* [Exercise]
Quote, with no changes, the lines that run from the top of the material to the line with "pass the configured level.", both included.

* [Data for this exercise]
########

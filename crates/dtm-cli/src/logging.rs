//! Logging infrastructure using `tracing` and `tracing-subscriber`.
//!
//! The library crates only emit events; this module installs the subscriber
//! for the `datatable` binary.
//!
//! # Log Levels
//!
//! - `error`: snapshot saves that failed
//! - `warn`: rejected operations, failed imports, snapshot fallbacks
//! - `info`: canonical mutations and file I/O
//! - `debug`: view and edit-session transitions
//!
//! Cell values are never logged, only ids and counts.
//!
//! # Usage
//!
//! ```ignore
//! use dtm_cli::logging::{LogConfig, init_logging};
//!
//! init_logging(&LogConfig::default())?;
//! ```

use std::fs::OpenOptions;
use std::io::{self, Write};
use std::path::PathBuf;
use std::sync::{Arc, Mutex};

use tracing::level_filters::LevelFilter;
use tracing_subscriber::{
    EnvFilter,
    fmt::{self, MakeWriter},
    layer::SubscriberExt,
    util::SubscriberInitExt,
};

/// Crates whose events pass the configured level.
const WORKSPACE_TARGETS: [&str; 5] = [
    "dtm_cli",
    "dtm_core",
    "dtm_ingest",
    "dtm_model",
    "dtm_persistence",
];

/// Configuration for logging behavior.
#[derive(Debug, Clone)]
pub struct LogConfig {
    /// Maximum level for workspace crates.
    pub level_filter: LevelFilter,
    /// Let `RUST_LOG` override `level_filter` when it is set.
    pub use_env_filter: bool,
    /// Whether to include timestamps in log output.
    pub with_timestamps: bool,
    /// Whether to include target (module path) in log output.
    pub with_target: bool,
    /// Whether to use ANSI colors in output.
    pub with_ansi: bool,
    pub format: LogFormat,
    /// Optional log file path. When set, logs are appended to the file.
    pub log_file: Option<PathBuf>,
}

/// Log output format.
#[derive(Debug, Clone, Copy, Default, PartialEq, Eq)]
pub enum LogFormat {
    /// Human-readable format with colors.
    #[default]
    Pretty,
    /// Compact single-line format.
    Compact,
    /// JSON lines for machine parsing.
    Json,
}

impl Default for LogConfig {
    fn default() -> Self {
        Self {
            level_filter: LevelFilter::WARN,
            use_env_filter: true,
            with_timestamps: false,
            with_target: false,
            with_ansi: true,
            format: LogFormat::default(),
            log_file: None,
        }
    }
}

impl LogConfig {
    #[must_use]
    pub fn with_level(mut self, level_filter: LevelFilter) -> Self {
        self.level_filter = level_filter;
        self
    }

    #[must_use]
    pub fn with_format(mut self, format: LogFormat) -> Self {
        self.format = format;
        self
    }

    #[must_use]
    pub fn with_ansi(mut self, enable: bool) -> Self {
        self.with_ansi = enable;
        self
    }

    /// Set the log file path (writes to stderr when None).
    #[must_use]
    pub fn with_log_file(mut self, path: Option<PathBuf>) -> Self {
        self.log_file = path;
        self
    }
}

/// Initialize the global tracing subscriber with the given configuration.
///
/// Call once at startup.
///
/// # Errors
///
/// Returns an error if the log file cannot be opened.
pub fn init_logging(config: &LogConfig) -> io::Result<()> {
    if let Some(path) = &config.log_file {
        let file = OpenOptions::new().create(true).append(true).open(path)?;
        init_logging_with_writer(config, SharedFileWriter::new(file));
    } else {
        init_logging_with_writer(config, io::stderr);
    }
    Ok(())
}

/// Initialize logging with a custom writer (useful for testing).
///
/// # Panics
///
/// Panics if a global subscriber is already installed.
pub fn init_logging_with_writer<W>(config: &LogConfig, writer: W)
where
    W: for<'writer> MakeWriter<'writer> + Send + Sync + 'static,
{
    let filter = build_env_filter(config);

    match config.format {
        LogFormat::Json => {
            let layer = fmt::layer()
                .json()
                .with_writer(writer)
                .with_target(config.with_target);
            tracing_subscriber::registry()
                .with(filter)
                .with(layer)
                .init();
        }
        LogFormat::Compact => {
            let layer = fmt::layer()
                .compact()
                .with_writer(writer)
                .with_ansi(config.with_ansi)
                .with_target(config.with_target);
            if config.with_timestamps {
                tracing_subscriber::registry()
                    .with(filter)
                    .with(layer)
                    .init();
            } else {
                tracing_subscriber::registry()
                    .with(filter)
                    .with(layer.without_time())
                    .init();
            }
        }
        LogFormat::Pretty => {
            let layer = fmt::layer()
                .with_writer(writer)
                .with_ansi(config.with_ansi)
                .with_target(config.with_target);
            if config.with_timestamps {
                tracing_subscriber::registry()
                    .with(filter)
                    .with(layer)
                    .init();
            } else {
                tracing_subscriber::registry()
                    .with(filter)
                    .with(layer.without_time())
                    .init();
            }
        }
    }
}

#[derive(Clone)]
struct SharedFileWriter {
    file: Arc<Mutex<std::fs::File>>,
}

impl SharedFileWriter {
    fn new(file: std::fs::File) -> Self {
        Self {
            file: Arc::new(Mutex::new(file)),
        }
    }
}

struct SharedFileGuard {
    file: Arc<Mutex<std::fs::File>>,
}

impl Write for SharedFileGuard {
    fn write(&mut self, buf: &[u8]) -> io::Result<usize> {
        let mut guard = self
            .file
            .lock()
            .map_err(|_| io::Error::other("log file lock poisoned"))?;
        guard.write(buf)
    }

    fn flush(&mut self) -> io::Result<()> {
        let mut guard = self
            .file
            .lock()
            .map_err(|_| io::Error::other("log file lock poisoned"))?;
        guard.flush()
    }
}

impl<'a> MakeWriter<'a> for SharedFileWriter {
    type Writer = SharedFileGuard;

    fn make_writer(&'a self) -> Self::Writer {
        SharedFileGuard {
            file: Arc::clone(&self.file),
        }
    }
}

/// Directive string for the configured level.
///
/// Other crates stay at `warn`; workspace crates follow the configured level.
pub fn default_directives(level_filter: LevelFilter) -> String {
    let level = level_filter.to_string().to_lowercase();
    let others = LevelFilter::WARN.min(level_filter).to_string().to_lowercase();
    std::iter::once(others)
        .chain(
            WORKSPACE_TARGETS
                .iter()
                .map(|target| format!("{target}={level}")),
        )
        .collect::<Vec<_>>()
        .join(",")
}

fn build_env_filter(config: &LogConfig) -> EnvFilter {
    let fallback = || EnvFilter::new(default_directives(config.level_filter));
    if config.use_env_filter {
        EnvFilter::try_from_default_env().unwrap_or_else(|_| fallback())
    } else {
        fallback()
    }
}

#[cfg(test)]
mod tests {
    use super::*;

    #[test]
    fn test_default_directives() {
        assert_eq!(
            default_directives(LevelFilter::DEBUG),
            "warn,dtm_cli=debug,dtm_core=debug,dtm_ingest=debug,dtm_model=debug,dtm_persistence=debug"
        );
        assert!(default_directives(LevelFilter::ERROR).starts_with("error,"));
    }

    #[test]
    fn test_default_config() {
        let config = LogConfig::default();
        assert_eq!(config.level_filter, LevelFilter::WARN);
        assert_eq!(config.format, LogFormat::Pretty);
        assert!(config.log_file.is_none());
    }
}
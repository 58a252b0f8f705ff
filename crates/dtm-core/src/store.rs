//! Record store: the canonical rows and columns.
//!
//! Row mutations live here; column mutations are in [`crate::columns`]. The
//! store never persists by itself, callers snapshot [`RecordStore::state`]
//! after a mutation reports a change.

use dtm_model::{Column, Row, RowId, TableState};

use crate::error::StoreError;

#[derive(Debug, Clone, PartialEq, Default)]
pub struct RecordStore {
    pub(crate) state: TableState,
}

impl RecordStore {
    pub fn new(state: TableState) -> Self {
        Self { state }
    }

    pub fn state(&self) -> &TableState {
        &self.state
    }

    pub fn into_state(self) -> TableState {
        self.state
    }

    pub fn rows(&self) -> &[Row] {
        &self.state.rows
    }

    pub fn columns(&self) -> &[Column] {
        &self.state.columns
    }

    pub fn len(&self) -> usize {
        self.state.rows.len()
    }

    pub fn is_empty(&self) -> bool {
        self.state.rows.is_empty()
    }

    pub fn row(&self, id: &RowId) -> Option<&Row> {
        self.state.rows.iter().find(|row| row.id() == id)
    }

    pub fn contains(&self, id: &RowId) -> bool {
        self.row(id).is_some()
    }

    /// Replace every row. Columns are left alone.
    ///
    /// Id uniqueness is the caller's contract; import checks it before
    /// calling this.
    pub fn replace_all(&mut self, rows: Vec<Row>) {
        tracing::info!(
            previous = self.state.rows.len(),
            rows = rows.len(),
            "replaced all rows"
        );
        self.state.rows = rows;
    }

    /// Append a row.
    pub fn insert(&mut self, row: Row) -> Result<(), StoreError> {
        if self.contains(row.id()) {
            tracing::warn!(row_id = %row.id(), "rejected insert of duplicate row id");
            return Err(StoreError::DuplicateId {
                id: row.id().to_string(),
            });
        }
        tracing::info!(row_id = %row.id(), "inserted row");
        self.state.rows.push(row);
        Ok(())
    }

    /// Replace the row with the same id. Returns false when there is none.
    pub fn update(&mut self, row: Row) -> bool {
        match self.state.rows.iter_mut().find(|existing| existing.id() == row.id()) {
            Some(existing) => {
                tracing::info!(row_id = %row.id(), "updated row");
                *existing = row;
                true
            }
            None => {
                tracing::debug!(row_id = %row.id(), "update ignored, unknown row");
                false
            }
        }
    }

    /// Remove the row with `id`. Returns false when there is none.
    pub fn delete(&mut self, id: &RowId) -> bool {
        let before = self.state.rows.len();
        self.state.rows.retain(|row| row.id() != id);
        let removed = self.state.rows.len() != before;
        if removed {
            tracing::info!(row_id = %id, "deleted row");
        } else {
            tracing::debug!(row_id = %id, "delete ignored, unknown row");
        }
        removed
    }

    /// Id for a newly added row.
    ///
    /// Starts at the row count plus one and advances past ids already taken,
    /// so it matches the count-based scheme until rows get deleted and never
    /// collides afterwards.
    pub fn next_row_id(&self) -> RowId {
        let mut candidate = self.state.rows.len() + 1;
        loop {
            let id = candidate.to_string();
            if !self.state.rows.iter().any(|row| row.id().as_str() == id) {
                return RowId::from_counter(candidate);
            }
            candidate += 1;
        }
    }
}

#[cfg(test)]
mod tests {
    use super::*;
    use dtm_model::{default_columns, seed_state};

    fn row(id: &str) -> Row {
        Row::new(RowId::new(id).unwrap(), "A", "a@b.co", 30.0, "Developer")
    }

    fn store(ids: &[&str]) -> RecordStore {
        RecordStore::new(TableState::new(
            default_columns(),
            ids.iter().map(|id| row(id)).collect(),
        ))
    }

    #[test]
    fn test_insert_rejects_duplicate() {
        let mut store = store(&["1"]);
        assert_eq!(
            store.insert(row("1")),
            Err(StoreError::DuplicateId { id: "1".into() })
        );
        assert_eq!(store.len(), 1);
        store.insert(row("2")).unwrap();
        assert_eq!(store.len(), 2);
    }

    #[test]
    fn test_update_by_id() {
        let mut store = store(&["1", "2"]);
        let mut changed = row("2");
        changed.name = "Changed".into();
        assert!(store.update(changed));
        assert_eq!(store.rows()[1].name, "Changed");
        assert!(!store.update(row("9")));
        assert_eq!(store.len(), 2);
    }

    #[test]
    fn test_delete_is_noop_for_unknown() {
        let mut store = store(&["1", "2"]);
        assert!(store.delete(&RowId::new("1").unwrap()));
        assert!(!store.delete(&RowId::new("1").unwrap()));
        assert_eq!(store.len(), 1);
    }

    #[test]
    fn test_next_row_id_skips_taken() {
        assert_eq!(store(&[]).next_row_id().as_str(), "1");
        assert_eq!(store(&["1", "2"]).next_row_id().as_str(), "3");
        // Row "2" deleted from 1..=3: count + 1 would collide with "3".
        assert_eq!(store(&["1", "3"]).next_row_id().as_str(), "4");
    }

    #[test]
    fn test_replace_all_keeps_columns() {
        let mut store = RecordStore::new(seed_state());
        store.replace_all(vec![row("x")]);
        assert_eq!(store.len(), 1);
        assert_eq!(store.columns().len(), 4);
    }
}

########

* [Result]
filename crates/dtm-cli/src/logging.rs
//! Logging infrastructure using `tracing` and `tracing-subscriber`.
//!
//! The library crates only emit events; this module installs the subscriber
//! for the `datatable` binary.
//!
//! # Log Levels
//!
//! - `error`: snapshot saves that failed
//! - `warn`: rejected operations, failed imports, snapshot fallbacks
//! - `info`: canonical mutations and file I/O
//! - `debug`: view and edit-session transitions
//!
//! Cell values are never logged, only ids and counts.
//!
//! # Usage
//!
//! ```ignore
//! use dtm_cli::logging::{LogConfig, init_logging};
//!
//! init_logging(&LogConfig::default())?;
//! ```

use std::fs::OpenOptions;
use std::io::{self, Write};
use std::path::PathBuf;
use std::sync::{Arc, Mutex};

use tracing::level_filters::LevelFilter;
use tracing_subscriber::{
    EnvFilter,
    fmt::{self, MakeWriter},
    layer::SubscriberExt,
    util::SubscriberInitExt,
};

/// Crates whose events pass the configured level.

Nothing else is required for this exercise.